[How to complete this task]: For the records below, give the number of lines containing the word "ImageContent" and no other text.

[Raw data]:

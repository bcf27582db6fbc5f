use std::{
    future::Future,
    pin::Pin,
    sync::Arc,
    task::{Context, Poll},
};

use tower_service::Service;

use crate::{
    core::protocol::{
        error::ErrorData,
        message::{JsonRpcRequest, JsonRpcResponse},
    },
    error::{BoxError, Error},
    router::traits::Router,
};

/// Adapts a [`Router`] into a tower `Service` over JSON-RPC requests.
///
/// Router errors are folded into the response's `error` member, so the
/// service itself only fails on internal faults.
pub struct RouterService<T>(pub Arc<T>);

impl<T> Clone for RouterService<T> {
    fn clone(&self) -> Self {
        Self(self.0.clone())
    }
}

impl<T: Router> RouterService<T> {
    pub fn new(router: T) -> Self {
        Self(Arc::new(router))
    }
}

impl<T> Service<JsonRpcRequest> for RouterService<T>
where
    T: Router + 'static,
{
    type Response = JsonRpcResponse;
    type Error = BoxError;
    type Future =
        Pin<Box<dyn Future<Output = core::result::Result<Self::Response, Self::Error>> + Send>>;

    fn poll_ready(&mut self, _cx: &mut Context<'_>) -> Poll<core::result::Result<(), Self::Error>> {
        Poll::Ready(Ok(()))
    }

    fn call(&mut self, req: JsonRpcRequest) -> Self::Future {
        let this = self.0.clone();

        Box::pin(async move {
            let id = req.id.clone();
            let result = match req.method.as_str() {
                "initialize" => this.handle_initialize(req).await,
                "ping" => this.handle_ping(req).await,
                "tools/list" => this.handle_tools_list(req).await,
                "tools/call" => this.handle_tools_call(req).await,
                _ => Err(Error::MethodNotFound(req.method)),
            };

            Ok(result.unwrap_or_else(|e| {
                tracing::warn!(error = %e, "Request failed");
                JsonRpcResponse::with_error(id, ErrorData::from(&e))
            }))
        })
    }
}

#[cfg(test)]
mod tests {
    use async_trait::async_trait;
    use serde_json::{Value, json};

    use super::*;
    use crate::{
        core::{
            Tool,
            content::Content,
            protocol::{
                capabilities::ServerCapabilities,
                constants::{INVALID_PARAMS, METHOD_NOT_FOUND},
                message::RequestId,
            },
        },
        error::Result,
        router::capabilities::CapabilitiesBuilder,
    };

    struct EchoRouter;

    #[async_trait]
    impl Router for EchoRouter {
        fn name(&self) -> String {
            "echo".into()
        }

        fn version(&self) -> String {
            "0.0.1".into()
        }

        fn instructions(&self) -> String {
            "echoes".into()
        }

        fn capabilities(&self) -> ServerCapabilities {
            CapabilitiesBuilder::new().with_tools(false).build()
        }

        fn list_tools(&self) -> Vec<Tool> {
            vec![Tool::new("echo", "Echo the input", json!({"type": "object"}))]
        }

        async fn call_tool(&self, tool_name: &str, arguments: Value) -> Result<Vec<Content>> {
            match tool_name {
                "echo" => Ok(vec![Content::text(arguments.to_string())]),
                _ => Err(Error::ToolNotFound(tool_name.to_string())),
            }
        }
    }

    fn request(method: &str, params: Option<Value>) -> JsonRpcRequest {
        JsonRpcRequest {
            jsonrpc: "2.0".into(),
            id: Some(RequestId::Number(1)),
            method: method.into(),
            params,
        }
    }

    #[tokio::test]
    async fn initialize_reports_server_info() {
        let mut service = RouterService::new(EchoRouter);
        let response = service.call(request("initialize", None)).await.unwrap();
        let result = response.result.unwrap();
        assert_eq!(result["serverInfo"]["name"], "echo");
        assert_eq!(result["capabilities"]["tools"]["listChanged"], false);
        assert_eq!(result["instructions"], "echoes");
    }

    #[tokio::test]
    async fn tools_call_wraps_content() {
        let mut service = RouterService::new(EchoRouter);
        let params = json!({"name": "echo", "arguments": {"a": 1}});
        let response = service
            .call(request("tools/call", Some(params)))
            .await
            .unwrap();
        let result = response.result.unwrap();
        assert_eq!(result["content"][0]["type"], "text");
        assert_eq!(result["content"][0]["text"], r#"{"a":1}"#);
    }

    #[tokio::test]
    async fn unknown_tool_is_invalid_params() {
        let mut service = RouterService::new(EchoRouter);
        let params = json!({"name": "nope"});
        let response = service
            .call(request("tools/call", Some(params)))
            .await
            .unwrap();
        assert_eq!(response.error.unwrap().code, INVALID_PARAMS);
    }

    #[tokio::test]
    async fn unknown_method_is_reported() {
        let mut service = RouterService::new(EchoRouter);
        let response = service.call(request("resources/list", None)).await.unwrap();
        assert!(response.result.is_none());
        assert_eq!(response.error.unwrap().code, METHOD_NOT_FOUND);
    }

    #[tokio::test]
    async fn ping_returns_empty_object() {
        let mut service = RouterService::new(EchoRouter);
        let response = service.call(request("ping", None)).await.unwrap();
        assert_eq!(response.result, Some(json!({})));
    }
}
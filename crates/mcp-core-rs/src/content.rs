use serde::{Deserialize, Serialize};

#[derive(Debug, Clone, PartialEq, Serialize, Deserialize)]
#[serde(rename_all = "camelCase")]
pub struct TextContent {
    pub text: String,
    /// Media type of the text payload, e.g. `text/html` for embeddable markup.
    #[serde(skip_serializing_if = "Option::is_none")]
    pub mime_type: Option<String>,
}

#[derive(Debug, Clone, PartialEq, Serialize, Deserialize)]
#[serde(rename_all = "camelCase")]
pub struct ImageContent {
    /// Base64-encoded image bytes
    pub data: String,
    pub mime_type: String,
}

#[derive(Debug, Clone, PartialEq, Serialize, Deserialize)]
#[serde(tag = "type", rename_all = "camelCase")]
pub enum Content {
    Text(TextContent),
    Image(ImageContent),
}

impl Content {
    pub fn text<S: Into<String>>(text: S) -> Self {
        Content::Text(TextContent {
            text: text.into(),
            mime_type: None,
        })
    }

    pub fn text_with_mime<S: Into<String>, T: Into<String>>(text: S, mime_type: T) -> Self {
        Content::Text(TextContent {
            text: text.into(),
            mime_type: Some(mime_type.into()),
        })
    }

    pub fn image<S: Into<String>, T: Into<String>>(data: S, mime_type: T) -> Self {
        Content::Image(ImageContent {
            data: data.into(),
            mime_type: mime_type.into(),
        })
    }

    /// Get the text content if this is a TextContent variant
    pub fn as_text(&self) -> Option<&str> {
        match self {
            Content::Text(text) => Some(&text.text),
            _ => None,
        }
    }

    /// Get the image content if this is an ImageContent variant
    pub fn as_image(&self) -> Option<(&str, &str)> {
        match self {
            Content::Image(image) => Some((&image.data, &image.mime_type)),
            _ => None,
        }
    }

    pub fn mime_type(&self) -> Option<&str> {
        match self {
            Content::Text(text) => text.mime_type.as_deref(),
            Content::Image(image) => Some(&image.mime_type),
        }
    }
}

#[cfg(test)]
mod tests {
    use serde_json::json;

    use super::*;

    #[test]
    fn serializes_with_type_tag() {
        let value = serde_json::to_value(Content::image("AAAA", "image/png")).unwrap();
        assert_eq!(
            value,
            json!({"type": "image", "data": "AAAA", "mimeType": "image/png"})
        );

        let value = serde_json::to_value(Content::text("hi")).unwrap();
        assert_eq!(value, json!({"type": "text", "text": "hi"}));
    }

    #[test]
    fn html_text_carries_mime_type() {
        let content = Content::text_with_mime("<div></div>", "text/html");
        assert_eq!(content.as_text(), Some("<div></div>"));
        assert_eq!(content.mime_type(), Some("text/html"));
        assert!(content.as_image().is_none());
    }
}
fn draw_radar(area: &Area<'_>, request: &ChartRequest) -> Result<(), RenderError> {
    let sets = datasets(request)?;
    let series = sets
        .iter()
        .map(|d| d.numbers(ChartKind::Radar))
        .collect::<Result<Vec<_>, _>>()?;

    let spokes = category_count(request, &sets);
    let (lo, hi) = extent(series.iter().flatten().flatten().copied()).unwrap_or((0.0, 1.0));
    let scale = ValueAxis::new(lo, hi, true).range();
    let reach = |v: f64| RADIUS * ((v - scale.start) / (scale.end - scale.start)).clamp(0.0, 1.0);
    let angle = |j: usize| -PI / 2.0 + 2.0 * PI * j as f64 / spokes as f64;
    let vertex = |j: usize, radius: f64| polar_point(radius, angle(j));

    draw_title(area, request)?;
    for step in 1..=GRID_LINES {
        let radius = RADIUS * f64::from(step) / f64::from(GRID_LINES);
        let web: Vec<_> = (0..=spokes).map(|j| vertex(j % spokes, radius)).collect();
        area.draw(&PathElement::new(web, GRID.stroke_width(1)))
            .map_err(draw_err)?;
    }
    let labels = request.labels();
    let spoke_label = text(12).pos(Pos::new(HPos::Center, VPos::Center));
    for j in 0..spokes {
        area.draw(&PathElement::new(
            vec![CENTER, vertex(j, RADIUS)],
            GRID.stroke_width(1),
        ))
        .map_err(draw_err)?;
        if let Some(label) = labels.get(j) {
            let at = vertex(j, RADIUS + 16.0);
            area.draw(&Text::new(label.as_str(), at, spoke_label.clone()))
                .map_err(draw_err)?;
        }
    }

    for (set, values) in sets.iter().zip(&series) {
        let outline: Vec<_> = (0..spokes)
            .map(|j| match values.get(j).copied().flatten() {
                Some(v) => vertex(j, reach(v)),
                None => CENTER,
            })
            .collect();
        let mut border = outline.clone();
        border.extend(outline.first().copied());

        area.draw(&Polygon::new(outline.clone(), set.fill(0).mix(0.2).filled()))
            .map_err(draw_err)?;
        area.draw(&PathElement::new(border, set.border(0).stroke_width(2)))
            .map_err(draw_err)?;
        for point in outline {
            area.draw(&Circle::new(point, 3, set.border(0).filled()))
                .map_err(draw_err)?;
        }
    }

    let key: Vec<_> = sets
        .iter()
        .filter_map(|set| set.label().map(|label| (label.to_string(), set.border(0))))
        .collect();
    draw_key(area, request, &key)
}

[Answer section]: 4